- EXERCISE AIM -
Give the records again, every one, exactly.

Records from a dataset
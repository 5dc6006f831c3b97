use std::env;
use std::fs;
use std::path::Path;

use anyhow::{Context, Result};
use serde::{Deserialize, Serialize};

pub const DEFAULT_USER_AGENT: &str = "stacksync/0.3";
pub const DEFAULT_SCHEMA_DIR: &str = "schema";
pub const DEFAULT_BRANCH: &str = "main";

/// Policy for items that exist remotely but not locally during a push.
#[derive(Debug, Clone, Copy, Default, PartialEq, Eq, Deserialize, Serialize)]
#[serde(rename_all = "lowercase")]
pub enum DeletionStrategy {
    /// Delete remote-only items.
    Delete,
    /// Leave remote-only items alone and report them as unmodified.
    #[default]
    Ignore,
}

#[derive(Debug, Clone, Deserialize, Serialize, Default, PartialEq, Eq)]
pub struct StackConfig {
    #[serde(default)]
    pub stack: StackSection,
    #[serde(default)]
    pub schema: SchemaSection,
}

#[derive(Debug, Clone, Deserialize, Serialize, Default, PartialEq, Eq)]
pub struct StackSection {
    pub api_url: Option<String>,
    pub api_key: Option<String>,
    pub management_token: Option<String>,
    pub branch: Option<String>,
    pub user_agent: Option<String>,
}

#[derive(Debug, Clone, Deserialize, Serialize, Default, PartialEq, Eq)]
pub struct SchemaSection {
    pub dir: Option<String>,
    pub deletion_strategy: Option<DeletionStrategy>,
}

impl StackConfig {
    /// Resolve the management API base URL: env STACKSYNC_API_URL > config.
    pub fn api_url(&self) -> Option<String> {
        env_or(
            "STACKSYNC_API_URL",
            self.stack.api_url.as_deref(),
        )
    }

    /// Resolve the stack API key: env STACKSYNC_API_KEY > config.
    pub fn api_key(&self) -> Option<String> {
        env_or("STACKSYNC_API_KEY", self.stack.api_key.as_deref())
    }

    /// Resolve the management token: env STACKSYNC_TOKEN > config.
    pub fn management_token(&self) -> Option<String> {
        env_or(
            "STACKSYNC_TOKEN",
            self.stack.management_token.as_deref(),
        )
    }

    /// Resolve the stack branch: env STACKSYNC_BRANCH > config > "main".
    pub fn branch(&self) -> String {
        env_or("STACKSYNC_BRANCH", self.stack.branch.as_deref())
            .unwrap_or_else(|| DEFAULT_BRANCH.to_string())
    }

    /// Resolve user agent: env STACKSYNC_USER_AGENT > config > default.
    pub fn user_agent(&self) -> String {
        env_or("STACKSYNC_USER_AGENT", self.stack.user_agent.as_deref())
            .unwrap_or_else(|| DEFAULT_USER_AGENT.to_string())
    }

    /// Resolve the schema directory name relative to the project root.
    pub fn schema_dir(&self) -> String {
        self.schema
            .dir
            .clone()
            .unwrap_or_else(|| DEFAULT_SCHEMA_DIR.to_string())
    }

    pub fn deletion_strategy(&self) -> DeletionStrategy {
        self.schema.deletion_strategy.unwrap_or_default()
    }
}

fn env_or(key: &str, fallback: Option<&str>) -> Option<String> {
    if let Ok(value) = env::var(key) {
        let trimmed = value.trim().to_string();
        if !trimmed.is_empty() {
            return Some(trimmed);
        }
    }
    fallback.map(ToString::to_string)
}

/// Load and parse a StackConfig from a TOML file. Returns default if the file
/// doesn't exist.
pub fn load_config(config_path: &Path) -> Result<StackConfig> {
    if !config_path.exists() {
        return Ok(StackConfig::default());
    }
    let content = fs::read_to_string(config_path)
        .with_context(|| format!("failed to read {}", config_path.display()))?;
    let parsed: StackConfig = toml::from_str(&content)
        .with_context(|| format!("failed to parse {}", config_path.display()))?;
    Ok(parsed)
}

- ANSWER SECTION -
repository 5dc6006f831c3b97
use std::env;
use std::fs;
use std::path::Path;

use anyhow::{Context, Result};
use serde::{Deserialize, Serialize};

pub const DEFAULT_USER_AGENT: &str = "stacksync/0.3";
pub const DEFAULT_SCHEMA_DIR: &str = "schema";
pub const DEFAULT_BRANCH: &str = "main";

/// Policy for items that exist remotely but not locally during a push.
#[derive(Debug, Clone, Copy, Default, PartialEq, Eq, Deserialize, Serialize)]
#[serde(rename_all = "lowercase")]
pub enum DeletionStrategy {
    /// Delete remote-only items.
    Delete,
    /// Leave remote-only items alone and report them as unmodified.
    #[default]
    Ignore,
}

#[derive(Debug, Clone, Deserialize, Serialize, Default, PartialEq, Eq)]
pub struct StackConfig {
    #[serde(default)]
    pub stack: StackSection,
    #[serde(default)]
    pub schema: SchemaSection,
}

#[derive(Debug, Clone, Deserialize, Serialize, Default, PartialEq, Eq)]
pub struct StackSection {
    pub api_url: Option<String>,
    pub api_key: Option<String>,
    pub management_token: Option<String>,
    pub branch: Option<String>,
    pub user_agent: Option<String>,
}

#[derive(Debug, Clone, Deserialize, Serialize, Default, PartialEq, Eq)]
pub struct SchemaSection {
    pub dir: Option<String>,
    pub deletion_strategy: Option<DeletionStrategy>,
}

impl StackConfig {
    /// Resolve the management API base URL: env STACKSYNC_API_URL > config.
    pub fn api_url(&self) -> Option<String> {
        env_or(
            "STACKSYNC_API_URL",
            self.stack.api_url.as_deref(),
        )
    }

    /// Resolve the stack API key: env STACKSYNC_API_KEY > config.
    pub fn api_key(&self) -> Option<String> {
        env_or("STACKSYNC_API_KEY", self.stack.api_key.as_deref())
    }

    /// Resolve the management token: env STACKSYNC_TOKEN > config.
    pub fn management_token(&self) -> Option<String> {
        env_or(
            "STACKSYNC_TOKEN",
            self.stack.management_token.as_deref(),
        )
    }

    /// Resolve the stack branch: env STACKSYNC_BRANCH > config > "main".
    pub fn branch(&self) -> String {
        env_or("STACKSYNC_BRANCH", self.stack.branch.as_deref())
            .unwrap_or_else(|| DEFAULT_BRANCH.to_string())
    }

    /// Resolve user agent: env STACKSYNC_USER_AGENT > config > default.
    pub fn user_agent(&self) -> String {
        env_or("STACKSYNC_USER_AGENT", self.stack.user_agent.as_deref())
            .unwrap_or_else(|| DEFAULT_USER_AGENT.to_string())
    }

    /// Resolve the schema directory name relative to the project root.
    pub fn schema_dir(&self) -> String {
        self.schema
            .dir
            .clone()
            .unwrap_or_else(|| DEFAULT_SCHEMA_DIR.to_string())
    }

    pub fn deletion_strategy(&self) -> DeletionStrategy {
        self.schema.deletion_strategy.unwrap_or_default()
    }
}

fn env_or(key: &str, fallback: Option<&str>) -> Option<String> {
    if let Ok(value) = env::var(key) {
        let trimmed = value.trim().to_string();
        if !trimmed.is_empty() {
            return Some(trimmed);
        }
    }
    fallback.map(ToString::to_string)
}

/// Load and parse a StackConfig from a TOML file. Returns default if the file
/// doesn't exist.
pub fn load_config(config_path: &Path) -> Result<StackConfig> {
    if !config_path.exists() {
        return Ok(StackConfig::default());
    }
    let content = fs::read_to_string(config_path)
        .with_context(|| format!("failed to read {}", config_path.display()))?;
    let parsed: StackConfig = toml::from_str(&content)
        .with_context(|| format!("failed to parse {}", config_path.display()))?;
    Ok(parsed)
}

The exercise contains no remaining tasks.